//! Declaration Scanner
//!
//! Parses Kotlin source with tree-sitter and maps the syntax tree onto a
//! `SourceFile` symbol tree: package, class-like declarations, visibility,
//! type parameter names, enum entries and nesting. Types are not resolved.
//!
//! Node kinds differ slightly between Kotlin grammar releases, so names are
//! looked up by field first and by identifier-kind child second, and header
//! keywords are read from token text rather than from dedicated node kinds.

use tree_sitter::{Node, Parser};

use crate::error::{GenerateError, Result};
use crate::symbols::{Declaration, DeclarationKind, SourceFile, TypeParameter, Visibility};

const IDENTIFIER_KINDS: &[&str] = &["identifier", "simple_identifier", "type_identifier"];

const CLASS_KINDS: &[&str] = &["class_declaration", "object_declaration", "companion_object"];

/// Executable code. A class declared anywhere below one of these is local.
const LOCAL_SCOPES: &[&str] = &[
    "function_declaration",
    "anonymous_function",
    "secondary_constructor",
    "anonymous_initializer",
    "property_declaration",
    "getter",
    "setter",
    "lambda_literal",
    "annotated_lambda",
    "object_literal",
    "object_expression",
    "function_body",
    "block",
    "statements",
    "control_structure_body",
];

/// Parse one Kotlin source file into its declaration tree.
pub fn scan_source(path: &str, source: &str) -> Result<SourceFile> {
    let mut parser = Parser::new();
    parser
        .set_language(&tree_sitter_kotlin_ng::LANGUAGE.into())
        .map_err(|e| GenerateError::parse(path, e.to_string()))?;
    let tree = parser
        .parse(source, None)
        .ok_or_else(|| GenerateError::parse(path, "parser produced no tree"))?;

    let root = tree.root_node();
    let src = source.as_bytes();
    let package_name = package_name(root, src);

    let mut declarations = Vec::new();
    walk(root, src, &Scope::Named(package_name.clone()), &mut declarations);

    Ok(SourceFile {
        path: path.to_string(),
        package_name,
        declarations,
    })
}

/// Where a declaration sits: under a nameable prefix, or inside code.
#[derive(Debug, Clone)]
enum Scope {
    Named(String),
    Local,
}

impl Scope {
    fn qualify(&self, name: &str) -> Option<String> {
        match self {
            Scope::Named(prefix) if prefix.is_empty() => Some(name.to_string()),
            Scope::Named(prefix) => Some(format!("{}.{}", prefix, name)),
            Scope::Local => None,
        }
    }

    fn enter(qualified_name: &Option<String>) -> Scope {
        match qualified_name {
            Some(name) => Scope::Named(name.clone()),
            None => Scope::Local,
        }
    }
}

// ═══════════════════════════════════════════════════════════════════════════════
// TREE WALK
// ═══════════════════════════════════════════════════════════════════════════════

/// Collect the declarations below `node` into `out`. Non-declaration nodes are
/// transparent, so locals surface on the nearest enclosing class.
fn walk(node: Node, src: &[u8], scope: &Scope, out: &mut Vec<Declaration>) {
    let mut cursor = node.walk();
    for child in node.named_children(&mut cursor) {
        let kind = child.kind();
        if CLASS_KINDS.contains(&kind) {
            match class_like(child, src, scope) {
                Some(declaration) => out.push(declaration),
                None => walk(child, src, scope, out),
            }
        } else if kind == "enum_entry" {
            if let Some(entry) = enum_entry(child, src, scope) {
                out.push(entry);
            }
        } else if LOCAL_SCOPES.contains(&kind) {
            walk(child, src, &Scope::Local, out);
        } else {
            walk(child, src, scope, out);
        }
    }
}

fn class_like(node: Node, src: &[u8], scope: &Scope) -> Option<Declaration> {
    let keywords = header_keywords(node, src);
    let companion = node.kind() == "companion_object" || keywords.contains(&"companion");

    let simple_name = match name_of(node, src) {
        Some(name) => name,
        None if companion => "Companion".to_string(),
        None => return None,
    };

    let kind = if node.kind() != "class_declaration" {
        DeclarationKind::Object
    } else if keywords.contains(&"interface") {
        DeclarationKind::Interface
    } else if keywords.contains(&"enum") || child_of_kind(node, "enum_class_body").is_some() {
        DeclarationKind::EnumClass
    } else if keywords.contains(&"annotation") {
        DeclarationKind::AnnotationClass
    } else {
        DeclarationKind::Class
    };

    let qualified_name = scope.qualify(&simple_name);
    let visibility = if qualified_name.is_none() {
        Visibility::Local
    } else {
        keywords
            .iter()
            .find_map(|word| Visibility::from_modifier(word))
            .unwrap_or_default()
    };

    let mut declarations = Vec::new();
    walk(node, src, &Scope::enter(&qualified_name), &mut declarations);

    Some(Declaration {
        simple_name,
        qualified_name,
        kind,
        visibility,
        type_parameters: type_parameters(node, src),
        declarations,
    })
}

/// Entry bodies are anonymous classes; nothing below an entry is collected.
fn enum_entry(node: Node, src: &[u8], scope: &Scope) -> Option<Declaration> {
    let simple_name = name_of(node, src)?;
    let qualified_name = scope.qualify(&simple_name);
    let visibility = if qualified_name.is_none() {
        Visibility::Local
    } else {
        Visibility::Public
    };

    Some(Declaration {
        simple_name,
        qualified_name,
        kind: DeclarationKind::EnumEntry,
        visibility,
        type_parameters: Vec::new(),
        declarations: Vec::new(),
    })
}

// ═══════════════════════════════════════════════════════════════════════════════
// NODE HELPERS
// ═══════════════════════════════════════════════════════════════════════════════

fn node_text<'a>(node: Node, src: &'a [u8]) -> &'a str {
    node.utf8_text(src).unwrap_or("")
}

fn unquote(name: &str) -> String {
    name.trim_matches('`').to_string()
}

fn child_of_kind<'t>(node: Node<'t>, kind: &str) -> Option<Node<'t>> {
    let mut cursor = node.walk();
    let found = node.named_children(&mut cursor).find(|child| child.kind() == kind);
    found
}

/// The declared name of `node`, without backticks.
fn name_of(node: Node, src: &[u8]) -> Option<String> {
    let name = match node.child_by_field_name("name") {
        Some(name) => name,
        None => {
            let mut cursor = node.walk();
            let found = node
                .named_children(&mut cursor)
                .find(|child| IDENTIFIER_KINDS.contains(&child.kind()));
            found?
        }
    };
    Some(unquote(node_text(name, src)))
}

/// Keyword tokens of a declaration header: its own anonymous tokens (`class`,
/// `interface`, `enum` ...) plus every modifier word outside annotations.
fn header_keywords<'a>(node: Node, src: &'a [u8]) -> Vec<&'a str> {
    let mut words = Vec::new();
    let mut cursor = node.walk();
    for child in node.children(&mut cursor) {
        if child.kind() == "modifiers" {
            modifier_words(child, src, &mut words);
        } else if !child.is_named() {
            words.push(node_text(child, src));
        }
    }
    words
}

fn modifier_words<'a>(node: Node, src: &'a [u8], words: &mut Vec<&'a str>) {
    let mut cursor = node.walk();
    for child in node.children(&mut cursor) {
        if child.kind() == "annotation" {
            continue;
        }
        if child.child_count() == 0 {
            words.push(node_text(child, src));
        } else {
            modifier_words(child, src, words);
        }
    }
}

fn type_parameters(node: Node, src: &[u8]) -> Vec<TypeParameter> {
    let mut parameters = Vec::new();
    if let Some(list) = child_of_kind(node, "type_parameters") {
        let mut cursor = list.walk();
        for parameter in list.named_children(&mut cursor) {
            if parameter.kind() != "type_parameter" {
                continue;
            }
            if let Some(name) = name_of(parameter, src) {
                parameters.push(TypeParameter::new(name));
            }
        }
    }
    parameters
}

fn package_name(root: Node, src: &[u8]) -> String {
    let mut segments = Vec::new();
    if let Some(header) = child_of_kind(root, "package_header") {
        identifier_leaves(header, src, &mut segments);
    }
    segments.join(".")
}

/// Leaf identifiers below `node` in source order. Covers both a flat
/// `qualified_identifier` and nested `identifier`/`simple_identifier` shapes.
fn identifier_leaves(node: Node, src: &[u8], out: &mut Vec<String>) {
    let mut cursor = node.walk();
    for child in node.named_children(&mut cursor) {
        if child.named_child_count() == 0 {
            if IDENTIFIER_KINDS.contains(&child.kind()) {
                out.push(unquote(node_text(child, src)));
            }
        } else {
            identifier_leaves(child, src, out);
        }
    }
}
##############################
• Exercise instructions: From the entries above, return exactly the line containing "word outside annotations.", the line containing "let mut parameters = Vec::new();", and all lines between, and nothing else.

• Answer to this exercise:
/// `interface`, `enum` ...) plus every modifier word outside annotations.
fn header_keywords<'a>(node: Node, src: &'a [u8]) -> Vec<&'a str> {
    let mut words = Vec::new();
    let mut cursor = node.walk();
    for child in node.children(&mut cursor) {
        if child.kind() == "modifiers" {
            modifier_words(child, src, &mut words);
        } else if !child.is_named() {
            words.push(node_text(child, src));
        }
    }
    words
}

fn modifier_words<'a>(node: Node, src: &'a [u8], words: &mut Vec<&'a str>) {
    let mut cursor = node.walk();
    for child in node.children(&mut cursor) {
        if child.kind() == "annotation" {
            continue;
        }
        if child.child_count() == 0 {
            words.push(node_text(child, src));
        } else {
            modifier_words(child, src, words);
        }
    }
}

fn type_parameters(node: Node, src: &[u8]) -> Vec<TypeParameter> {
    let mut parameters = Vec::new();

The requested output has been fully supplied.